The -> (Indirect Member Selector) operator is used when a structure element has to be accessed through a pointer.

Arrays of Structure

#include <iostream.h>
struct student
{
     int age;
     int roll_no;
     char name[20];
};
int main()
{
   student data[3];// Array of 3 Structure variables
   int i = 0;
   cout<<endl<<"Enter age,roll no and name of three students:";
   for(i = 0; i<3 ;i++)
   {
   cin>>data[i].age;
   cin>>data[i].roll_no;
   cin>>data[i].name;
   }
   cout<<endl<<"Your have Entered:";
   for(i = 0; i<3 ;i++)
   {
   cout<<data[i].age<<"\t";
   cout<<data[i].roll_no<<"\t";
   cout<<data[i].name<<endl;
   }
return 0;
}

Passing Array of Structure to a Function

#include <iostream.h>
struct student
{
     int age;
     int roll_no;
     char name[20];
};
int main()
{
   void PassArrayStruct(student data[]);

   student data[3];// Array of 3 Structure variables
   int i = 0;
   cout<<endl<<"Enter age,roll no and name of three students:";
   for(i = 0; i<3 ;i++)
   {
   cin>>data[i].age;
   cin>>data[i].roll_no;
   cin>>data[i].name;
   }

       PassArrayStruct(data);  // Passing Array of Structure variables

       return 0;
}
void PassArrayStruct(student data[])

{  int i;

   cout<<endl<<"Accessing Values Inside PassArrayStruct Function:";
   for(i = 0; i<3 ;i++)
   {
   cout<<data[i].age<<"\t";
   cout<<data[i].roll_no<<"\t";
   cout<<data[i].name<<endl;

   }

}
typedef keyword in C++

In C++, we can declare a variable using one of the built-in data types.
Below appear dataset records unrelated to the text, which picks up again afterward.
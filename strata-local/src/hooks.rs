//! File hooks mapped onto `std::fs`.

use std::fs;
use std::io::{Read, Write};
use std::path::PathBuf;
use std::time::SystemTime;
use strata_core::content::{RandomAccess, RandomAccessMode};
use strata_core::file::FileHooks;
use strata_core::{FileName, FileType, Result, VfsError};

pub(crate) struct LocalHooks {
    path: PathBuf,
}

impl LocalHooks {
    pub(crate) fn new(name: &FileName) -> LocalHooks {
        LocalHooks {
            path: PathBuf::from(name.path()),
        }
    }

    fn metadata(&self) -> std::io::Result<fs::Metadata> {
        fs::symlink_metadata(&self.path)
    }
}

impl FileHooks for LocalHooks {
    fn file_type(&self) -> Result<Option<FileType>> {
        match self.metadata() {
            Ok(meta) if meta.is_dir() => Ok(Some(FileType::Folder)),
            Ok(_) => Ok(Some(FileType::File)),
            Err(e) if e.kind() == std::io::ErrorKind::NotFound => Ok(None),
            Err(e) => Err(e.into()),
        }
    }

    fn list_children(&self) -> Result<Vec<String>> {
        let mut names = Vec::new();
        for entry in fs::read_dir(&self.path).map_err(VfsError::from)? {
            let entry = entry.map_err(VfsError::from)?;
            names.push(entry.file_name().to_string_lossy().into_owned());
        }
        names.sort();
        Ok(names)
    }

    fn is_writable(&self) -> Result<bool> {
        Ok(!self.metadata().map_err(VfsError::from)?.permissions().readonly())
    }

    fn is_hidden(&self) -> Result<bool> {
        // Unix convention: dotfiles are hidden.
        Ok(self
            .path
            .file_name()
            .map(|n| n.to_string_lossy().starts_with('.'))
            .unwrap_or(false))
    }

    fn open_input(&self) -> Result<Box<dyn Read + Send>> {
        Ok(Box::new(fs::File::open(&self.path).map_err(VfsError::from)?))
    }

    fn open_output(&self, append: bool) -> Result<Box<dyn Write + Send>> {
        let file = fs::OpenOptions::new()
            .write(true)
            .create(true)
            .append(append)
            .truncate(!append)
            .open(&self.path)
            .map_err(VfsError::from)?;
        Ok(Box::new(file))
    }

    fn open_random_access(&self, mode: RandomAccessMode) -> Result<Box<dyn RandomAccess>> {
        let file = fs::OpenOptions::new()
            .read(true)
            .write(mode == RandomAccessMode::ReadWrite)
            .open(&self.path)
            .map_err(VfsError::from)?;
        Ok(Box::new(file))
    }

    fn content_size(&self) -> Result<u64> {
        Ok(self.metadata().map_err(VfsError::from)?.len())
    }

    fn delete(&self) -> Result<()> {
        let meta = self.metadata().map_err(VfsError::from)?;
        if meta.is_dir() {
            fs::remove_dir(&self.path).map_err(VfsError::from)
        } else {
            fs::remove_file(&self.path).map_err(VfsError::from)
        }
    }

    fn create_folder(&self) -> Result<()> {
        fs::create_dir(&self.path).map_err(VfsError::from)
    }

    fn rename_to(&self, new_name: &FileName) -> Result<()> {
        fs::rename(&self.path, new_name.path()).map_err(VfsError::from)
    }

    fn last_modified(&self) -> Result<SystemTime> {
        self.metadata()
            .map_err(VfsError::from)?
            .modified()
            .map_err(VfsError::from)
    }

    fn set_last_modified(&self, time: SystemTime) -> Result<()> {
        let file = fs::File::open(&self.path).map_err(VfsError::from)?;
        file.set_modified(time).map_err(VfsError::from)
    }
}
//! Layered providers: filesystems whose root is the content of a file in
//! another filesystem (`scheme:outer-uri!/inner/path`).

use crate::error::{Result, VfsError};
use crate::file::FileObject;
use crate::fs::{FileSystem, FileSystemBackend};
use crate::manager::FileSystemManager;
use crate::name::{self, parser, FileName, NameScope};
use crate::options::FileSystemOptions;
use crate::provider::{FileProvider, FileSystemKey, ProviderFileSystems};

/// Creates the backend for one layered filesystem, given the outer file its
/// root is derived from. Archive formats implement this; the surrounding
/// dispatch (URI splitting, outer resolution, filesystem reuse) is common to
/// all of them and lives in [`LayeredProvider`].
pub trait LayerBackendFactory: Send + Sync {
    fn create_backend(
        &self,
        outer: &FileObject,
        options: &FileSystemOptions,
    ) -> Result<Box<dyn FileSystemBackend>>;
}

/// Generic layered provider.
///
/// Splits the URI at the last `!` into an outer URI and an inner path,
/// resolves the outer URI back through the manager (which may recurse into
/// another layered provider), then creates or reuses a filesystem keyed by
/// the outer file's name. Nesting depth is bounded by the manager.
pub struct LayeredProvider<F> {
    factory: F,
    filesystems: ProviderFileSystems,
}

impl<F: LayerBackendFactory> LayeredProvider<F> {
    pub fn new(factory: F) -> LayeredProvider<F> {
        LayeredProvider {
            factory,
            filesystems: ProviderFileSystems::new(),
        }
    }
}

impl<F: LayerBackendFactory> FileProvider for LayeredProvider<F> {
    fn find_file(
        &self,
        manager: &FileSystemManager,
        uri: &str,
        options: &FileSystemOptions,
    ) -> Result<FileObject> {
        let (scheme, rest) = parser::split_scheme(uri).ok_or_else(|| VfsError::MalformedUri {
            uri: uri.to_string(),
            reason: "missing scheme".to_string(),
        })?;
        let (outer_uri, inner_path) =
            rest.rsplit_once('!').ok_or_else(|| VfsError::MalformedUri {
                uri: uri.to_string(),
                reason: "missing '!' layer delimiter".to_string(),
            })?;

        let outer = manager.resolve_file_with_options(outer_uri, options)?;
        let root_name = FileName::layered(scheme, outer.name(), "/")?;
        let key = FileSystemKey::new(root_name.root_uri(), options);
        let fs = self.filesystems.get_or_create(key, || {
            let backend = self.factory.create_backend(&outer, options)?;
            Ok(FileSystem::new(
                root_name.clone(),
                Some(outer.clone()),
                options.clone(),
                backend,
                manager.cache().clone(),
            ))
        })?;

        let inner = if inner_path.is_empty() { "/" } else { inner_path };
        let name = name::resolve_name(fs.root_name(), inner, NameScope::FileSystem)?;
        fs.resolve_file(&name)
    }

    fn close_all(&self) {
        self.filesystems.close_all();
    }
}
In the same way, we can declare an array or a pointer. If we want to use the same data type for many declarations of variables, we can customize its name. The typedef keyword allows us to create an alias for a data type. The syntax to use typedef is:

typedef DataType AliasName;

The typedef keyword is required. The typedef keyword can be followed by any C++ built-in data type, like int, char, double etc. On the right side of the data type, type the name(alias) that will be used to represent the data type. Here is the example:

#include <iostream.h>

typedef short SmallInt;

typedef unsigned long Lint;

int main()

{   SmallInt tdef = 123;

    Lint LI = 321; 

cout << endl <<"Use of typedef short SmallInt" <<tdef;

 cout<<endl<<"Use of typedef unsigned long Lint" <<LI;

 return 0;

}

Output:

Use of typedef short SmallInt  123

Use of typedef unsigned long Lint 321

With typedef short SmallInt and unsigned long Lint can now be used as a data type to declare variables of type small integer and unsigned long integer.

Define preprocessor macros .

Syntax:
#define identifier replacement

When the preprocessor encounters this directive, it replaces any occurrence of identifier in the rest of the code by replacement. This replacement can be an expression, a statement or a block. Preprocessor simply replaces any occurrence of identifier by replacement.
#define SIZE 100

int Number[SIZE];

int Count[SIZE]; 

After the preprocessor has replaced SIZE, the code becomes equivalent to:

int Number[100];

int Count[100];

#define can also work with parameters to define function macros:

#define getmax(a,b) a>b?a:b


This would replace any occurrence of getmax followed by two arguments by the replacement expression.

// #Define Macro Example

#include <iostream.h>

#define getmax(a,b) ((a)>(b)?(a):(b))

int main()


{
  int x=5, y;

  y= getmax(x,2);

  cout << y << endl;

  cout << getmax(7,x) << endl;

  return 0;

}

Output

7

Because preprocessor replacements happen before any C++ syntax check, macro definitions can be a tricky feature so be careful !!!.